Copy each line of the data beneath in which the word "postgres" appears.
### INPUT
mod common;

use axum::http::StatusCode;
use common::{get, harness};
use serde_json::{json, Value};

#[tokio::test]
async fn liveness_is_always_ok() {
    let h = harness();
    h.store.set_available(false);
    let (status, _, body) = get(&h.app, "/health").await;
    assert_eq!(status, StatusCode::OK);
    assert_eq!(serde_json::from_str::<Value>(&body).unwrap(), json!({"status": "ok"}));
}

#[tokio::test]
async fn ready_when_both_dependencies_answer() {
    let h = harness();
    let (status, _, body) = get(&h.app, "/health/ready").await;
    assert_eq!(status, StatusCode::OK);
    assert_eq!(
        serde_json::from_str::<Value>(&body).unwrap(),
        json!({"status": "ok", "postgres": "ok", "redis": "ok"})
    );
}

#[tokio::test]
async fn degraded_when_store_down() {
    let h = harness();
    h.store.set_available(false);
    let (status, _, body) = get(&h.app, "/health/ready").await;
    assert_eq!(status, StatusCode::SERVICE_UNAVAILABLE);
    assert_eq!(
        serde_json::from_str::<Value>(&body).unwrap(),
        json!({"status": "degraded", "postgres": "error", "redis": "ok"})
    );
}

#[tokio::test]
async fn degraded_when_cache_down() {
    let h = harness();
    h.cache.set_down(true);
    let (status, _, body) = get(&h.app, "/health/ready").await;
    assert_eq!(status, StatusCode::SERVICE_UNAVAILABLE);
    let body: Value = serde_json::from_str(&body).unwrap();
    assert_eq!(body["status"], "degraded");
    assert_eq!(body["postgres"], "ok");
    assert_eq!(body["redis"], "error");
}

#[tokio::test]
async fn version_reports_package() {
    let h = harness();
    let (status, _, body) = get(&h.app, "/version").await;
    assert_eq!(status, StatusCode::OK);
    let body: Value = serde_json::from_str(&body).unwrap();
    assert_eq!(body["name"], "chapel-site");
}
######
- **TASK OUTPUT**:
        json!({"status": "ok", "postgres": "ok", "redis": "ok"})
        json!({"status": "degraded", "postgres": "error", "redis": "ok"})
    assert_eq!(body["postgres"], "ok");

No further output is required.